Experimental graphing library in go
a list of what is implemented so far :-
-
Search
- Breadth-First
- Depth-First
-
Sorting (Siblings, Nodes)
-
Centrality
- Degree
- Betweenness
-
Clustering
- K-Means
-
Exporters
- Export to Mermaid
- Export to Graphviz Dot
Note
I haven't used this library for serious experimentations with actual graph data. A lot of this is purely through intuition, eg - this is how it's supposed to work if I understand it correctly.
package main
import (
"github.com/aadv1k/giraffe"
"fmt"
)
func main() {
var g giraffe.Graph
g.AddVertex(&giraffe.Vertex{ Index: 0 })
g.AddVertex(&giraffe.Vertex{ Index: 1 })
g.AddVertex(&giraffe.Vertex{ Index: 2 })
g.AddEdge(&giraffe.Edge{Start: g.GetVertex(0), End: g.GetVertex(1)})
g.AddEdge(&giraffe.Edge{Start: g.GetVertex(1), End: g.GetVertex(2)})
g.AddEdge(&giraffe.Edge{Start: g.GetVertex(2), End: g.GetVertex(0)})
fmt.Print(g.ParseToMermaid())
}
graph TD;
0;
1;
2;
0 --> 1;
1 --> 2;
2 --> 0;
Graphing library implement a host of functions that interact with a data structure called a graph. A
graph consists of Vertices
and Edges
, the latter defines how one Vertex
relates to other.
Mature libraries such as NetworkX, often deal with graphs spanning over a million vertices with amazing efficiency and speed.
This is not such library. It is primarily built as an exploratory/research project to probe this paradign of computation
package main
import (
"github.com/aadv1k/giraffe"
)
func main() {
var g *giraffe.Graph
g = giraffe.MakePyramidGraph() // Utility function to generate a sample graph
// Visit the vertices using Depth-First Search
_, visited := g.FindVertexDFS(3)
giraffe.PrintVertices(visited) // Utility function to print the vertex array
}
{ 0, 2, 5, 4, 3 }
Additionally, you can also do the same using Breadth-First Search
// ...
_, visited := g.FindVertexBFS(0, 3)
// ...
{ 0, 1, 2, 3 }
func main() {
var g *giraffe.Graph
g = giraffe.MakePyramidGraph() // Utility function to generate a sample graph
fmt.Printf("Degree: %v\n", g.GetDegree())

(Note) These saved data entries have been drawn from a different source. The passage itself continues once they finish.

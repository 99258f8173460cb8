// Copyright © 2019 Intel Corporation
//
// SPDX-License-Identifier: Apache-2.0 OR BSD-3-Clause
//

//! Best-match codename classification.
//!
//! Every reference entry is scored against the decoded identity and the
//! entry with the strictly highest score wins. Ties keep the earliest entry,
//! so table order matters.

mod amd;
mod centaur;
mod intel;

use serde::Serialize;

use crate::decode::ProcessorIdentity;
use crate::vendor::Vendor;

/// Reference row. Fields are compared for exact equality with the observed
/// values, so a `-1` entry also scores against an unknown (`-1`) observation.
#[derive(Clone, Copy, Debug)]
pub struct MatchEntry {
    pub family: i32,
    pub model: i32,
    pub stepping: i32,
    pub ext_family: i32,
    pub ext_model: i32,
    pub ncores: i32,
    pub l2_cache: i32,
    pub l3_cache: i32,
    pub brand_code: i32,
    /// Brand-string derived bits; each shared bit scores 2.
    pub model_bits: u64,
    pub model_code: i32,
    pub name: &'static str,
}

impl MatchEntry {
    #[allow(clippy::too_many_arguments)]
    pub const fn new(
        family: i32,
        model: i32,
        stepping: i32,
        ext_family: i32,
        ext_model: i32,
        ncores: i32,
        l2_cache: i32,
        l3_cache: i32,
        brand_code: i32,
        model_bits: u64,
        model_code: i32,
        name: &'static str,
    ) -> Self {
        MatchEntry {
            family,
            model,
            stepping,
            ext_family,
            ext_model,
            ncores,
            l2_cache,
            l3_cache,
            brand_code,
            model_bits,
            model_code,
            name,
        }
    }
}

/// Observed values the reference rows are compared with.
#[derive(Clone, Copy, Debug, Default, PartialEq, Eq)]
pub struct MatchInput {
    pub family: i32,
    pub model: i32,
    pub stepping: i32,
    pub ext_family: i32,
    pub ext_model: i32,
    pub ncores: i32,
    pub l2_cache: i32,
    pub l3_cache: i32,
    pub brand_code: i32,
    pub bits: u64,
    pub model_code: i32,
}

impl MatchInput {
    pub fn from_identity(
        id: &ProcessorIdentity,
        bits: u64,
        brand_code: i32,
        model_code: i32,
    ) -> Self {
        MatchInput {
            family: id.family,
            model: id.model,
            stepping: id.stepping,
            ext_family: id.ext_family,
            ext_model: id.ext_model,
            ncores: id.num_cores,
            l2_cache: id.caches.l2.size_kb,
            l3_cache: id.caches.l3.size_kb,
            brand_code,
            bits,
            model_code,
        }
    }
}

pub fn score(entry: &MatchEntry, input: &MatchInput) -> i32 {
    let weighted = [
        (entry.family, input.family, 2),
        (entry.model, input.model, 2),
        (entry.stepping, input.stepping, 2),
        (entry.ext_family, input.ext_family, 2),
        (entry.ext_model, input.ext_model, 2),
        (entry.ncores, input.ncores, 2),
        (entry.l2_cache, input.l2_cache, 1),
        (entry.l3_cache, input.l3_cache, 1),
        (entry.brand_code, input.brand_code, 2),
        (entry.model_code, input.model_code, 2),
    ];
    let fields: i32 = weighted
        .iter()
        .filter(|(expected, observed, _)| expected == observed)
        .map(|(_, _, weight)| weight)
        .sum();
    fields + 2 * (entry.model_bits & input.bits).count_ones() as i32
}

/// Index and score of the best entry. An empty table yields `(0, -1)`.
pub fn best_match(table: &[MatchEntry], input: &MatchInput) -> (usize, i32) {
    let mut best = (0, -1);
    for (index, entry) in table.iter().enumerate() {
        let s = score(entry, input);
        if s > best.1 {
            best = (index, s);
        }
    }
    best
}

/// Acceptance floor for a best match.
#[derive(Clone, Copy, Debug, Default, PartialEq, Eq)]
pub struct MatchPolicy {
    /// `None` accepts the best entry whatever its score.
    pub min_score: Option<i32>,
}

#[derive(Clone, Debug, Default, PartialEq, Eq, Serialize)]
pub struct Classification {
    pub codename: Option<String>,
    pub score: i32,
}

/// Scores `table` and applies `policy` to the winner.
pub fn classify_with(
    table: &[MatchEntry],
    input: &MatchInput,
    policy: MatchPolicy,
) -> Classification {
    let (index, score) = best_match(table, input);
    let Some(entry) = table.get(index) else {
        return Classification { codename: None, score };
    };
    if let Some(min) = policy.min_score {
        if score < min {
            warn!(
                "Best codename match {:?} scored {score}, below the floor of {min}",
                entry.name
            );
            return Classification { codename: None, score };
        }
    }
    Classification {
        codename: Some(entry.name.to_owned()),
        score,
    }
}

/// Picks the vendor table and brand derived inputs for `id`.
pub fn classify(id: &ProcessorIdentity, policy: MatchPolicy) -> Classification {
    let (table, input): (&[MatchEntry], MatchInput) = match id.vendor {
        Vendor::Intel => (intel::TABLE, intel::match_input(id)),
        Vendor::Amd | Vendor::Hygon => (amd::TABLE, amd::match_input(id)),
        Vendor::Centaur | Vendor::Via | Vendor::Zhaoxin => {
            (centaur::TABLE, centaur::match_input(id))
        }
        _ => return Classification::default(),
    };
    classify_with(table, &input, policy)
}

/// Single pattern element against one character. Returns the pattern bytes
/// consumed, or `None` on mismatch.
fn match_entry(c: Option<u8>, p: &[u8]) -> Option<usize> {
    let c = c.filter(|c| *c != 0)?;
    let first = *p.first()?;
    if c == first || first == b'.' || (first == b'#' && c.is_ascii_digit()) {
        return Some(1);
    }
    if first == b'[' {
        let end = p.iter().position(|b| *b == b']')?;
        if p[1..end].contains(&c) {
            return Some(end + 1);
        }
    }
    None
}

/// Finds pattern `p` in `s`, returning the 1-based start of the first match
/// or 0 when there is none.
///
/// `.` matches any character, `#` a decimal digit and `[abc]` one of the
/// listed characters.
pub fn match_pattern(s: &str, p: &str) -> usize {
    let (s, p) = (s.as_bytes(), p.as_bytes());
    for i in 0..s.len() {
        if match_entry(Some(s[i]), p).is_none() {
            continue;
        }
        let (mut j, mut k) = (0, 0);
        while j < p.len() {
            match match_entry(s.get(i + k).copied(), &p[j..]) {
                Some(dj) => {
                    k += 1;
                    j += dj;
                }
                None => break,
            }
        }
        if j == p.len() {
            return i + 1;
        }
    }
    0
}

/// Decimal number starting at 1-based position `pos` of `s`, if any.
pub(crate) fn number_at(s: &str, pos: usize) -> Option<i32> {
    let digits: String = s
        .get(pos.checked_sub(1)?..)?
        .chars()
        .take_while(|c| c.is_ascii_digit())
        .collect();
    digits.parse().ok()
}

/// ORs the bits of every pattern found in `brand`.
pub(crate) fn brand_bits(brand: &str, patterns: &[(&str, u64)]) -> u64 {
    patterns
        .iter()
        .filter(|(p, _)| match_pattern(brand, p) != 0)
        .fold(0, |acc, (_, bit)| acc | bit)
}

#[cfg(test)]
mod tests {
    use proptest::prelude::*;

    use super::*;

    const TIE: [MatchEntry; 3] = [
        MatchEntry::new(-1, -1, -1, -1, -1, -1, -1, -1, -1, 0, -1, "Unknown"),
        MatchEntry::new(6, -1, -1, -1, 0x97, -1, -1, -1, -1, 0, -1, "First"),
        MatchEntry::new(6, -1, -1, -1, 0x97, -1, -1, -1, -1, 0, -1, "Second"),
    ];

    fn input(family: i32, ext_model: i32) -> MatchInput {
        MatchInput {
            family,
            ext_model,
            ..Default::default()
        }
    }

    #[test]
    fn ties_keep_the_first_entry() {
        let c = classify_with(&TIE, &input(6, 0x97), MatchPolicy::default());
        assert_eq!(c.codename.as_deref(), Some("First"));
        assert_eq!(c.score, 4);
    }

    #[test]
    fn zero_score_returns_first_row_unless_floored() {
        let c = classify_with(&TIE, &input(15, 2), MatchPolicy::default());
        assert_eq!(c, Classification { codename: Some("Unknown".into()), score: 0 });

        let c = classify_with(&TIE, &input(15, 2), MatchPolicy { min_score: Some(1) });
        assert_eq!(c, Classification { codename: None, score: 0 });
    }

    #[test]
    fn weights_and_bits() {
        let entry = MatchEntry::new(6, 7, 1, 6, 0x97, 8, 1280, 30720, 3, 0b1011, 12, "x");
        let all = MatchInput {
            family: 6,
            model: 7,
            stepping: 1,
            ext_family: 6,
            ext_model: 0x97,
            ncores: 8,
            l2_cache: 1280,
            l3_cache: 30720,
            brand_code: 3,
            bits: 0b0011,
            model_code: 12,
        };
        assert_eq!(score(&entry, &all), 2 * 8 + 2 + 4);
        let no_caches = MatchInput { l2_cache: -1, l3_cache: -1, ..all };
        assert_eq!(score(&entry, &no_caches), 2 * 8 + 4);
    }

    #[test]
    fn unknown_values_match_unknown_entries() {
        let entry = MatchEntry::new(-1, -1, -1, -1, -1, -1, -1, -1, -1, 0, -1, "any");
        let unknown = MatchInput {
            family: -1,
            l2_cache: -1,
            l3_cache: -1,
            brand_code: -1,
            model_code: -1,
            ..Default::default()
        };
        // family 2, l2 1, l3 1, brand_code 2, model_code 2
        assert_eq!(score(&entry, &unknown), 8);
    }

    #[test]
    fn entry_without_l3_beats_entry_with_l3_on_cacheless_cpu() {
        let table = [
            MatchEntry::new(6, -1, -1, -1, -1, -1, -1, 8192, -1, 0, -1, "WithL3"),
            MatchEntry::new(6, -1, -1, -1, -1, -1, -1, -1, -1, 0, -1, "NoL3"),
        ];
        let input = MatchInput {
            family: 6,
            l2_cache: -1,
            l3_cache: -1,
            brand_code: -1,
            model_code: -1,
            ..Default::default()
        };
        assert_eq!(score(&table[0], &input), 7);
        assert_eq!(best_match(&table, &input), (1, 8));
    }

    #[test]
    fn patterns() {
        assert_eq!(match_pattern("Intel(R) Core(TM) i7-8700K", "i#-"), 19);
        assert_eq!(match_pattern("AMD Ryzen 9 7950X", "Ryzen [3579]"), 5);
        assert_eq!(match_pattern("AMD Ryzen 9 7950X", "Ryzen [24]"), 0);
        assert_eq!(match_pattern("Xeon E5-2690", "E#-##"), 6);
        assert_eq!(match_pattern("abc", "c."), 0);
        assert_eq!(match_pattern("abc", "[ab"), 0);
        assert_eq!(match_pattern("", "a"), 0);
        assert_eq!(number_at("i7-8700K", 4), Some(8700));
        assert_eq!(number_at("i7-", 4), None);
    }

    proptest! {
        #[test]
        fn scoring_is_deterministic(
            family in 0i32..32,
            ext_model in 0i32..256,
            bits in any::<u64>(),
        ) {
            let input = MatchInput {
                family,
                ext_model,
                bits,
                ..Default::default()
            };
            let first = classify_with(&TIE, &input, MatchPolicy::default());
            let second = classify_with(&TIE, &input, MatchPolicy::default());
            prop_assert_eq!(first, second);
        }
    }
}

fmt.Printf("Betweenness: %v\n", g.GetBetweenness())
}
Degree: [0 1 1 1 1 2]
Betweenness: [1 1 1 1 1 1]
func main() {
var g *giraffe.Graph
g = giraffe.MakeClusterGraph() // Utility function to generate a sample graph
clusters, means := g.KMeansClustering(2)
fmt.Printf("%v\n", means)
fmt.Printf("There are %d clusters", len(clusters))
}
[1.472636459754717 1.0380631836067153]
There are 2 clusters
The library doesn't come with any dependency, instead it can spit out DSL code that can allow you to render the graph in other libs. Eg
func main() {
var g *giraffe.Graph
g = giraffe.MakeClusterGraph()
fmt.Print(g.ParseToMermaid())
}
graph TD;
0;
1;
2;
3;
4;
5;
0 --> 1;
1 --> 2;
2 --> 0;
3 --> 0;
3 --> 4;
3 --> 5;
5 --> 4;
or Graphviz
func main() {
var g *giraffe.Graph
g = giraffe.MakeClusterGraph()
fmt.Print(g.ParseToGraphvizDot())
}
digraph G {
0;
1;
2;
3;
4;
5;
0 -> 1;
1 -> 2;
2 -> 0;
3 -> 0;
3 -> 4;
3 -> 5;
5 -> 4;
}
and that's it for now! these functions describe the upper and lower-bound of this experimental library.